EXCERPTED RECORDS:

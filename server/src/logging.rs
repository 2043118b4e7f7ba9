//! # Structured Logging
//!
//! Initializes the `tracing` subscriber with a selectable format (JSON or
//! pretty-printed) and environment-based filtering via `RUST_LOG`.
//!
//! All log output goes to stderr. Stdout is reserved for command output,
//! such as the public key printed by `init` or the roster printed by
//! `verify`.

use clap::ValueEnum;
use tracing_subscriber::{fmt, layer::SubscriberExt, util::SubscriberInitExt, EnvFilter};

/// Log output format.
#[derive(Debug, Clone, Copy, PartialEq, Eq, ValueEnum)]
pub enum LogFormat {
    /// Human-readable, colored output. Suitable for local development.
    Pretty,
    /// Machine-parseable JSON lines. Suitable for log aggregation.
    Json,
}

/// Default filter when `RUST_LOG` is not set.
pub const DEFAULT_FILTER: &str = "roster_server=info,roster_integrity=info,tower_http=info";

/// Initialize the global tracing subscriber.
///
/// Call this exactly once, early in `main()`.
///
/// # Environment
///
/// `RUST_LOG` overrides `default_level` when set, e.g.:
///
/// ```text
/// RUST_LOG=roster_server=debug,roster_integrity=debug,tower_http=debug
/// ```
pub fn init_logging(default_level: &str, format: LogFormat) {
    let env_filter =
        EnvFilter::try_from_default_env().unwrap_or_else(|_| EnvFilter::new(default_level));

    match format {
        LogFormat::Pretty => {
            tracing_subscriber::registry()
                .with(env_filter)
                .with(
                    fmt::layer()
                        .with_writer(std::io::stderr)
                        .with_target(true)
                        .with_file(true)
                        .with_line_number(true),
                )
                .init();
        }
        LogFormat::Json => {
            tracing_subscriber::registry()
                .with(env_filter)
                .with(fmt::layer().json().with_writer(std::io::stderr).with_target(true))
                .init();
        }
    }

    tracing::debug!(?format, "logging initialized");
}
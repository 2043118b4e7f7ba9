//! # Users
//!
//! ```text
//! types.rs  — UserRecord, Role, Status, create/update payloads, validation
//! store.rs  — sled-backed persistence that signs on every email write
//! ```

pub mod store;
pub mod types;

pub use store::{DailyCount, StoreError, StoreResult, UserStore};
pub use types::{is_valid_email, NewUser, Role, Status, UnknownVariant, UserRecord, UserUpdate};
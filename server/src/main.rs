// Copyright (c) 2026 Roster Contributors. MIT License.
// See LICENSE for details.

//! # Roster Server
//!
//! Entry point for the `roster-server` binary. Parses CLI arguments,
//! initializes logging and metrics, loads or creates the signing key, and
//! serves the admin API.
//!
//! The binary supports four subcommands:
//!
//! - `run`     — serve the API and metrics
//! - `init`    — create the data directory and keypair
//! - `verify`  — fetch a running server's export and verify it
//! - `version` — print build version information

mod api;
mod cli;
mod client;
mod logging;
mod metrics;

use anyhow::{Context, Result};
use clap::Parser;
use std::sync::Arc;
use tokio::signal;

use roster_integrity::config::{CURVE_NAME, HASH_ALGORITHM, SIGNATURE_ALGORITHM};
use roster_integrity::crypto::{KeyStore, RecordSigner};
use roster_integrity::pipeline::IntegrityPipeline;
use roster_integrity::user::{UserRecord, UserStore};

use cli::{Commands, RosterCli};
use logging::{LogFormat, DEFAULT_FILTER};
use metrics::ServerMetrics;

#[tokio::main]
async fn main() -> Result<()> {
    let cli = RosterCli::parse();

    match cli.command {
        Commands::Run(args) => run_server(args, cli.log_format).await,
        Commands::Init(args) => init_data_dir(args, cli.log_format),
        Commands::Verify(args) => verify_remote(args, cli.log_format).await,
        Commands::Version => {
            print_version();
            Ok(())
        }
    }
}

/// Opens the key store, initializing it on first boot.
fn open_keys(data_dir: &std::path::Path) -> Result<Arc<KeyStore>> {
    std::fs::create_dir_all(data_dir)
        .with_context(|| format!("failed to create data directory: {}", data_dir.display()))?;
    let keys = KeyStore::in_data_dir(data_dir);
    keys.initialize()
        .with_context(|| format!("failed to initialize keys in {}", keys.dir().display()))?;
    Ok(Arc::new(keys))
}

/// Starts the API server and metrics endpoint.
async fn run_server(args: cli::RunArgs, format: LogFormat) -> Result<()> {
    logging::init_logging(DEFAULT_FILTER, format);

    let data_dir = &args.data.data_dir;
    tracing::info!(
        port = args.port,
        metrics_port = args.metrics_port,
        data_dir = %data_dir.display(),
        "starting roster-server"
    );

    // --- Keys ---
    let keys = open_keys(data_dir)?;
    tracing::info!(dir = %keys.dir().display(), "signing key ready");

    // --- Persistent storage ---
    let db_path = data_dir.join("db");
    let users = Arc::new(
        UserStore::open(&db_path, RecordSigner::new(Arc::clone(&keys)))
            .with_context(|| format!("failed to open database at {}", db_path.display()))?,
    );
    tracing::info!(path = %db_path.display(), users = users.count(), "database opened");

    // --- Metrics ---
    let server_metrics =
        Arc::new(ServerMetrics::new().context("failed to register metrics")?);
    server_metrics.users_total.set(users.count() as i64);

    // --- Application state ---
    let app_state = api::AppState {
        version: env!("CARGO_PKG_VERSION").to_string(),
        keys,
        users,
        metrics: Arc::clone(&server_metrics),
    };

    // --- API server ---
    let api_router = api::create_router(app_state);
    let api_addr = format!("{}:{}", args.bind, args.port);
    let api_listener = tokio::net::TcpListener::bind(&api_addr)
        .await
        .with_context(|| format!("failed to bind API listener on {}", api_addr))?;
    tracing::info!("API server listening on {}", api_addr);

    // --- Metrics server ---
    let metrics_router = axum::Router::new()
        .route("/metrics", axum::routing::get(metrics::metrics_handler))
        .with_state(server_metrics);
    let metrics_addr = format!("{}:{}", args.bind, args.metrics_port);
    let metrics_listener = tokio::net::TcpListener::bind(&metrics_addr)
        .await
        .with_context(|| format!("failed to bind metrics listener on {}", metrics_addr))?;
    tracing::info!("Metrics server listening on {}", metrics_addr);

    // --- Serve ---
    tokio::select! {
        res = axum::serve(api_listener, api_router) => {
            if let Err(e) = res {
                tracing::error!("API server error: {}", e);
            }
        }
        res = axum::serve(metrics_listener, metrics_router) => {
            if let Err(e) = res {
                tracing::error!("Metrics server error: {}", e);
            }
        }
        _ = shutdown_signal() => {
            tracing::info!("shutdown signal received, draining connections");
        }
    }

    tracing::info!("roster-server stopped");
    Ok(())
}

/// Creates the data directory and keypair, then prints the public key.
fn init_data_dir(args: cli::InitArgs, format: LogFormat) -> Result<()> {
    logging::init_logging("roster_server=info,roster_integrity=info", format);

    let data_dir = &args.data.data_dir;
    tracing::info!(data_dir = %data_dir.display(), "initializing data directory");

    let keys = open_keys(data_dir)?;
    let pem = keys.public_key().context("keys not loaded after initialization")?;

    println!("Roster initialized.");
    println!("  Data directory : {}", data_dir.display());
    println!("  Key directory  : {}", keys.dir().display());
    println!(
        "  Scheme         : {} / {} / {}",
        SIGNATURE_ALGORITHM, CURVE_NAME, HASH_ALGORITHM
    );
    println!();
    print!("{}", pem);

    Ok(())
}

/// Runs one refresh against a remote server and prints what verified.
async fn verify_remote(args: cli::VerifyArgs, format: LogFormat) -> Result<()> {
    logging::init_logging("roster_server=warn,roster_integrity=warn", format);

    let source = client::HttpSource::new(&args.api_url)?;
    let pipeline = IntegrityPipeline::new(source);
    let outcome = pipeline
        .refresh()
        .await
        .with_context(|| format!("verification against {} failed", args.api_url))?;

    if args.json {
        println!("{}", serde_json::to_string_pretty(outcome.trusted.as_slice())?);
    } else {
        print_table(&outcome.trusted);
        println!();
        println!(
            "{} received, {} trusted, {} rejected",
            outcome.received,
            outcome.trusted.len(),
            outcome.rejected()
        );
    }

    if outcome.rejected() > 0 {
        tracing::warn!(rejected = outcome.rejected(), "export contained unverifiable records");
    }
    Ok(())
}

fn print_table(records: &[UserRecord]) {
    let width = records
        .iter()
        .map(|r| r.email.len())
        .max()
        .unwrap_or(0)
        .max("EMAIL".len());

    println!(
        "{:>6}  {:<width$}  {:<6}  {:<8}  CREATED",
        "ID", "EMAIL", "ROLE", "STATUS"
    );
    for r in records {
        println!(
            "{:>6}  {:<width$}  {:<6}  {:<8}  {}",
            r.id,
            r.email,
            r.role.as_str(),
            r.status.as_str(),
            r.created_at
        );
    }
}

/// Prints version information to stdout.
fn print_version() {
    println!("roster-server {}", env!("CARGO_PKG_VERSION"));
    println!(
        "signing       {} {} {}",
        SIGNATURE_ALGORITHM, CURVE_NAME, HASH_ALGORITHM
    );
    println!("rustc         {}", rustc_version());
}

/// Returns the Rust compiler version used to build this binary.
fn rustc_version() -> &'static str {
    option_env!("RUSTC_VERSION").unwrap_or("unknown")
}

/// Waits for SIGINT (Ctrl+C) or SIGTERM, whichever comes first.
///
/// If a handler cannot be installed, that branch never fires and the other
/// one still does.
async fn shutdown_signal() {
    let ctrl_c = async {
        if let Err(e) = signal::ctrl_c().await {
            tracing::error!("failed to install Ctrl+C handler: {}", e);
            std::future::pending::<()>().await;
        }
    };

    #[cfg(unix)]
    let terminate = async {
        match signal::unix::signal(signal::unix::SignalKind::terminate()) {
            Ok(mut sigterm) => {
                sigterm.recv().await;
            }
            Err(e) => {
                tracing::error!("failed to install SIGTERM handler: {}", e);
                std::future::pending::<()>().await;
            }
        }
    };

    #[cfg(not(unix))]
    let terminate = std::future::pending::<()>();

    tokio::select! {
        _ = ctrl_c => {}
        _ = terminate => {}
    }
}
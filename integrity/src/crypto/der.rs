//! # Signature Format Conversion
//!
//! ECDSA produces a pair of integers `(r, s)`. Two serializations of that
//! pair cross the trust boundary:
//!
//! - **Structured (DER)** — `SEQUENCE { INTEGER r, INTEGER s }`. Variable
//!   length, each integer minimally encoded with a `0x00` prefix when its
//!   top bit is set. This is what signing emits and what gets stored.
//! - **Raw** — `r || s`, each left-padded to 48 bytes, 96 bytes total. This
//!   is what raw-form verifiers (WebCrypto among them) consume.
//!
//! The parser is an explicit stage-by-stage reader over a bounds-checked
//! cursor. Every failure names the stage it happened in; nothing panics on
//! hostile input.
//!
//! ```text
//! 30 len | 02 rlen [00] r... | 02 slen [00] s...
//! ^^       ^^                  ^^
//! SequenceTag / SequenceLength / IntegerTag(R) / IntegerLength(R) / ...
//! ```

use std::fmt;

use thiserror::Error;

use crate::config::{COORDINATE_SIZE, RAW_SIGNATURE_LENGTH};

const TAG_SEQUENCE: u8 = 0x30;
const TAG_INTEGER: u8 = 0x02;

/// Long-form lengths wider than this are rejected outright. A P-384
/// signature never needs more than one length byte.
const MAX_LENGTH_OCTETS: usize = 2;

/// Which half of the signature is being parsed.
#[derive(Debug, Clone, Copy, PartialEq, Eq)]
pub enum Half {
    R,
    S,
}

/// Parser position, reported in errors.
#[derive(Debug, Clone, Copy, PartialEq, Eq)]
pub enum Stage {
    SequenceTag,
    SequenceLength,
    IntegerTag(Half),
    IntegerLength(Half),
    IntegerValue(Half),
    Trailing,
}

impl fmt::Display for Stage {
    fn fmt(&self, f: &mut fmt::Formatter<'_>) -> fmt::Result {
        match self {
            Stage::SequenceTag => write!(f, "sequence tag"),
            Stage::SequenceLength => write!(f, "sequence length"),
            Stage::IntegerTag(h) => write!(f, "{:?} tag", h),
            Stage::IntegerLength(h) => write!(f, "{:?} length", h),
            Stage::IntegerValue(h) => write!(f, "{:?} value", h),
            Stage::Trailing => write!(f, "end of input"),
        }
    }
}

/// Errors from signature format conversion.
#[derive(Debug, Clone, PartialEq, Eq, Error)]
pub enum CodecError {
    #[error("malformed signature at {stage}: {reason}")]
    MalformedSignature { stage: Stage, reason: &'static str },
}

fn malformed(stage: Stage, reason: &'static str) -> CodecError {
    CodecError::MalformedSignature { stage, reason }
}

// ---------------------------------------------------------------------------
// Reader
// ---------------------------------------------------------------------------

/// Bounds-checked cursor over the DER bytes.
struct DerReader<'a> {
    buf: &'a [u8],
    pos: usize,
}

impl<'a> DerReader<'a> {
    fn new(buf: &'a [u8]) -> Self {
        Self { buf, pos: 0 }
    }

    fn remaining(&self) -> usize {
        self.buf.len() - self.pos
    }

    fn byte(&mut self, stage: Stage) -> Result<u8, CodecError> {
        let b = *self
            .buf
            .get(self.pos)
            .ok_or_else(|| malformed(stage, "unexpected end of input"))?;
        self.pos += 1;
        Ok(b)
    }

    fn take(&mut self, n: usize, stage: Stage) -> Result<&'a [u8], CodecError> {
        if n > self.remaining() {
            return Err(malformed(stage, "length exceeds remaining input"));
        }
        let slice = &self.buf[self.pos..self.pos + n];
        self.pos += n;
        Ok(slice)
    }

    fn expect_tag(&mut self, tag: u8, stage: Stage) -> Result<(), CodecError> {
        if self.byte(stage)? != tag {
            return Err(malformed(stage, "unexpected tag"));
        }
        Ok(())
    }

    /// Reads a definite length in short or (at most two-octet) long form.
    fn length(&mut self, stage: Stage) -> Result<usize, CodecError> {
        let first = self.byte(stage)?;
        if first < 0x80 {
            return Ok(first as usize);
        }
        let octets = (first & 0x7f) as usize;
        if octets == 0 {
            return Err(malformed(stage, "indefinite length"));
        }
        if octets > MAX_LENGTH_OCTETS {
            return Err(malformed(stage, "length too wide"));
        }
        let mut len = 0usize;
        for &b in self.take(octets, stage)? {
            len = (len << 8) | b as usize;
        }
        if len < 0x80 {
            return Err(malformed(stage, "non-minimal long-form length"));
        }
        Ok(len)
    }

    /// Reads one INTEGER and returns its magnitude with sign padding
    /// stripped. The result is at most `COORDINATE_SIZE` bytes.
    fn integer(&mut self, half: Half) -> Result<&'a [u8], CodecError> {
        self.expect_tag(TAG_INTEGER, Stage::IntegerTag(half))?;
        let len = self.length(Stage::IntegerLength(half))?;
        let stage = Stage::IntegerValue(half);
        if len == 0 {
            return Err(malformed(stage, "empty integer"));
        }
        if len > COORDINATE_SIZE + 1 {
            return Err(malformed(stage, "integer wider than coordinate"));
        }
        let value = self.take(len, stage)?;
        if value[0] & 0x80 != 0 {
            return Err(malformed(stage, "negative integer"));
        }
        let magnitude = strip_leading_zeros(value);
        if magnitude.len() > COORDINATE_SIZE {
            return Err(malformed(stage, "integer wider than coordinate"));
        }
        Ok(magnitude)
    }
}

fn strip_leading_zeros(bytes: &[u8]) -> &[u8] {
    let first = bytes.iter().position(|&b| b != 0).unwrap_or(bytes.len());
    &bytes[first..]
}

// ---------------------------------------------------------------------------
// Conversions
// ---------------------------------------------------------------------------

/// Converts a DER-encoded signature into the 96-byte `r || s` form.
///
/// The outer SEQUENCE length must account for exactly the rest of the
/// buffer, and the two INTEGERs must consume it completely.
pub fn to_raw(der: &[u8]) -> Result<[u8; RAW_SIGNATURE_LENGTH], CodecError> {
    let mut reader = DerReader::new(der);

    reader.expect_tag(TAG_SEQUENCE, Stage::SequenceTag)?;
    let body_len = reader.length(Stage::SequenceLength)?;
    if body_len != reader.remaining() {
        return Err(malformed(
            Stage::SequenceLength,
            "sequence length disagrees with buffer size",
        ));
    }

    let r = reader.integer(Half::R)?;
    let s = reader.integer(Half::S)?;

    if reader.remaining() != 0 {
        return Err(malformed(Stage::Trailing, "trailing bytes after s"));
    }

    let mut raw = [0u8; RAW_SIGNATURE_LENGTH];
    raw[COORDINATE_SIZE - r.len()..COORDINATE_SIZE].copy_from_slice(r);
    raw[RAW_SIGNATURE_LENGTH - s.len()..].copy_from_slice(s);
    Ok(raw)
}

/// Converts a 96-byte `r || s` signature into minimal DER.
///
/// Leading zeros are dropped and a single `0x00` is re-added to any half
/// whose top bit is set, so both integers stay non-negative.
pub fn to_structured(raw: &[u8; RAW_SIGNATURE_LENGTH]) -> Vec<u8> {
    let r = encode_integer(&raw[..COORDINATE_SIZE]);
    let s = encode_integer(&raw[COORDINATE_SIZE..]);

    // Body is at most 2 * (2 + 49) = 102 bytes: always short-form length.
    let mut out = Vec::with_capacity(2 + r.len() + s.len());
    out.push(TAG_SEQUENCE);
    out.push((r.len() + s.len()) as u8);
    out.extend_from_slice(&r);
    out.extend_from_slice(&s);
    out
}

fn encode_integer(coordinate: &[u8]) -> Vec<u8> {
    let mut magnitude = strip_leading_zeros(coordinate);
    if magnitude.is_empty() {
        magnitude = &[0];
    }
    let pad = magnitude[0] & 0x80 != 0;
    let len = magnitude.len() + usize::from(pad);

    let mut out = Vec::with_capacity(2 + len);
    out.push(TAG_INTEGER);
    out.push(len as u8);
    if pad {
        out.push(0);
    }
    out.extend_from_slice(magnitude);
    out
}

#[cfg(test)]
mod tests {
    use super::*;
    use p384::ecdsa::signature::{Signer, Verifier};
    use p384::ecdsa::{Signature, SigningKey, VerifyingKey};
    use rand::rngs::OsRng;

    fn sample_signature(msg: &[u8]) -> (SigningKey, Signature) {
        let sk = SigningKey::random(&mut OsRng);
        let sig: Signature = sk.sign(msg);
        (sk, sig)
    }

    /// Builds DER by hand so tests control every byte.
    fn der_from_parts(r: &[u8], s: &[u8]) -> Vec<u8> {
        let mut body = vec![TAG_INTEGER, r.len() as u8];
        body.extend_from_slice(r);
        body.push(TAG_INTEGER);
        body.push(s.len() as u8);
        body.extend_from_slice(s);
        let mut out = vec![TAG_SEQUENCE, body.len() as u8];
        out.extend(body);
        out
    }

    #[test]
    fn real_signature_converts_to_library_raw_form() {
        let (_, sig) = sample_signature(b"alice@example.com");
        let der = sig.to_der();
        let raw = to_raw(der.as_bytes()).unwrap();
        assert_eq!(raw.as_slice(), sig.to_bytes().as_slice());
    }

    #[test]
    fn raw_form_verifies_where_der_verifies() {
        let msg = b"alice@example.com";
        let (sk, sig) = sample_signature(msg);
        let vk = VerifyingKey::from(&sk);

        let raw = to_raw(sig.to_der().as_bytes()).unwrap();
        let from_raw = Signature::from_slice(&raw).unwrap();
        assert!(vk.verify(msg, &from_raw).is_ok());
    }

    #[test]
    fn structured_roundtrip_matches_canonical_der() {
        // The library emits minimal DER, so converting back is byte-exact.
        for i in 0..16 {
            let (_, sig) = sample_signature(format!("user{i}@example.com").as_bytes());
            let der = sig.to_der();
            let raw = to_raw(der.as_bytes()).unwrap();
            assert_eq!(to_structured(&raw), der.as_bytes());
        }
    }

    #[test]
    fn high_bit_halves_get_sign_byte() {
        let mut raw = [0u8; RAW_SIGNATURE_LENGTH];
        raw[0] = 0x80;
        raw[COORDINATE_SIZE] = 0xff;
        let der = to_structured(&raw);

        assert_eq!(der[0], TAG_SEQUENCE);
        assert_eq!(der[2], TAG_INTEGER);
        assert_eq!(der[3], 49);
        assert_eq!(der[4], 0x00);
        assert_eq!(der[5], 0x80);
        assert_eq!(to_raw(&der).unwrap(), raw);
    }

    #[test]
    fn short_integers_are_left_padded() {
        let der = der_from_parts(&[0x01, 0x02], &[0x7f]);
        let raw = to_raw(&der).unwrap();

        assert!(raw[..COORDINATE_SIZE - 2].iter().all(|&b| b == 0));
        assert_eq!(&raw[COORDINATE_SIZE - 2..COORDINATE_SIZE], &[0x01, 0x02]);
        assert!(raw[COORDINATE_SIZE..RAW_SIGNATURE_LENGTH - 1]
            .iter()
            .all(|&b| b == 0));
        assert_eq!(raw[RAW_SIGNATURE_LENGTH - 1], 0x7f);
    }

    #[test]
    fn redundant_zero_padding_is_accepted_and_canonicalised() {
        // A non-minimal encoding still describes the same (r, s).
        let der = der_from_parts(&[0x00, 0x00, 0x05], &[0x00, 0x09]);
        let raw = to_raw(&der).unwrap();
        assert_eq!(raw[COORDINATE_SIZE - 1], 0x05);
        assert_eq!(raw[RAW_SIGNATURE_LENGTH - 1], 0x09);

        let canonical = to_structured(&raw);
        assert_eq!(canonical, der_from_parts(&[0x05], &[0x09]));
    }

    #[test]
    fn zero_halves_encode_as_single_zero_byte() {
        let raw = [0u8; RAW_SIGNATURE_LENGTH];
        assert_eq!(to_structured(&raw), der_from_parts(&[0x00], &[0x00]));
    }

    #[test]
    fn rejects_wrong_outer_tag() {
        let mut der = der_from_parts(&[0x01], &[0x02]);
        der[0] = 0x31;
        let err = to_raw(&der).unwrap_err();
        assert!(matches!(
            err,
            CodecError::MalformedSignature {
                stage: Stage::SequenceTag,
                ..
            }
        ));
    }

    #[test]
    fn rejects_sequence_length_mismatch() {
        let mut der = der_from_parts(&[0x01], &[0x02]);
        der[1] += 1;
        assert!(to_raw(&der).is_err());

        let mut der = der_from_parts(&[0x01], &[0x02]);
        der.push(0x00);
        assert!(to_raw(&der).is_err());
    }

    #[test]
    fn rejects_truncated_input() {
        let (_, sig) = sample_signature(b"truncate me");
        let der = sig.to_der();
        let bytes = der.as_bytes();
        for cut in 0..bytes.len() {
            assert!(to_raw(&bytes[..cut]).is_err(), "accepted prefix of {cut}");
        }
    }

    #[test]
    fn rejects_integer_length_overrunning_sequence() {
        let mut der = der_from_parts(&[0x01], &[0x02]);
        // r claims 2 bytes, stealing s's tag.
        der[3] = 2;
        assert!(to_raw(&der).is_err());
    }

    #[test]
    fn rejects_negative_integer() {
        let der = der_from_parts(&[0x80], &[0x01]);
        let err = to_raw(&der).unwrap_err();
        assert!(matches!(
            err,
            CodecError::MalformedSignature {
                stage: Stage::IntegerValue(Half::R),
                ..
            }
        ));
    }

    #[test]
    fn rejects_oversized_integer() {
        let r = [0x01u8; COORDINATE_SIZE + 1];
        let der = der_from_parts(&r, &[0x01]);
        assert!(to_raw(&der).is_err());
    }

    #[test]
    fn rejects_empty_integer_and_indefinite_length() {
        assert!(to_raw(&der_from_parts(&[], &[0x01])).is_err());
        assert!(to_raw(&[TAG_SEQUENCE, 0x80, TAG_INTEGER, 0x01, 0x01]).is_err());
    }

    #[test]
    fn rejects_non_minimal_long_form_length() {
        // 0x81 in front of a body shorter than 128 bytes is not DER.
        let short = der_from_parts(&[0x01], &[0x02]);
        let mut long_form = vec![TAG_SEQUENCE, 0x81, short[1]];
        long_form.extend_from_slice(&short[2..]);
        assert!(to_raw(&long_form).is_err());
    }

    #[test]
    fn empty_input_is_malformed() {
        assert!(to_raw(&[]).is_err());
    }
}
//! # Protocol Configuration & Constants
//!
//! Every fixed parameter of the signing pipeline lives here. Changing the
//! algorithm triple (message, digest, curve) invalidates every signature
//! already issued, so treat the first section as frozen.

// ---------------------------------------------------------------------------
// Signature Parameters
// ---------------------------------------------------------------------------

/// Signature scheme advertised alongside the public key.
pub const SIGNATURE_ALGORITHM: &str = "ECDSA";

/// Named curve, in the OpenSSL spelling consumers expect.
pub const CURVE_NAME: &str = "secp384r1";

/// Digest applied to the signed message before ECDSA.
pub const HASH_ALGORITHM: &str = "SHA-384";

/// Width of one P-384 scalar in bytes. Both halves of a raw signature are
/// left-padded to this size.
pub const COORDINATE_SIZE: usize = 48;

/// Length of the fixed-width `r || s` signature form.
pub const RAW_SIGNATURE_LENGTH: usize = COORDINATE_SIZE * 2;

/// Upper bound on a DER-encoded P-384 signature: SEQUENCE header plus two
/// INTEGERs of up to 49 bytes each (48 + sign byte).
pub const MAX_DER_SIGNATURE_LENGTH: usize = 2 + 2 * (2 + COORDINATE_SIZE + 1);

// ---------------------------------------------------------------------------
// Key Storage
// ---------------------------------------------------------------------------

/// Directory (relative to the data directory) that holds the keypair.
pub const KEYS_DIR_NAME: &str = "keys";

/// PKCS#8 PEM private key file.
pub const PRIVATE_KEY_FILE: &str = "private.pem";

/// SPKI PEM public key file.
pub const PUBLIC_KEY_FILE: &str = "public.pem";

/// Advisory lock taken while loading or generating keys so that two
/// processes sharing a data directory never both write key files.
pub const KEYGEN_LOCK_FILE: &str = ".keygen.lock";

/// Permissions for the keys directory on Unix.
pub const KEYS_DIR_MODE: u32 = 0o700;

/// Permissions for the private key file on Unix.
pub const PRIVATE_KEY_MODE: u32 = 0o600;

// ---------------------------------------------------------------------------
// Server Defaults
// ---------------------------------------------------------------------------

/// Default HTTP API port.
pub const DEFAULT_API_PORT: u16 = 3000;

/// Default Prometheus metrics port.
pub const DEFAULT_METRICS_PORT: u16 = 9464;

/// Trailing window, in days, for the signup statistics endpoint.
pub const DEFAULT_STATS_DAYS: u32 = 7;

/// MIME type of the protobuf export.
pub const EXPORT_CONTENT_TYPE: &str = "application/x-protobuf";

ASSIGNMENT: Please copy out each line of the material that holds the string "RecordSigner".

ANSWER BOX:
use roster_integrity::crypto::{KeyStore, RecordSigner};
        UserStore::open(&db_path, RecordSigner::new(Arc::clone(&keys)))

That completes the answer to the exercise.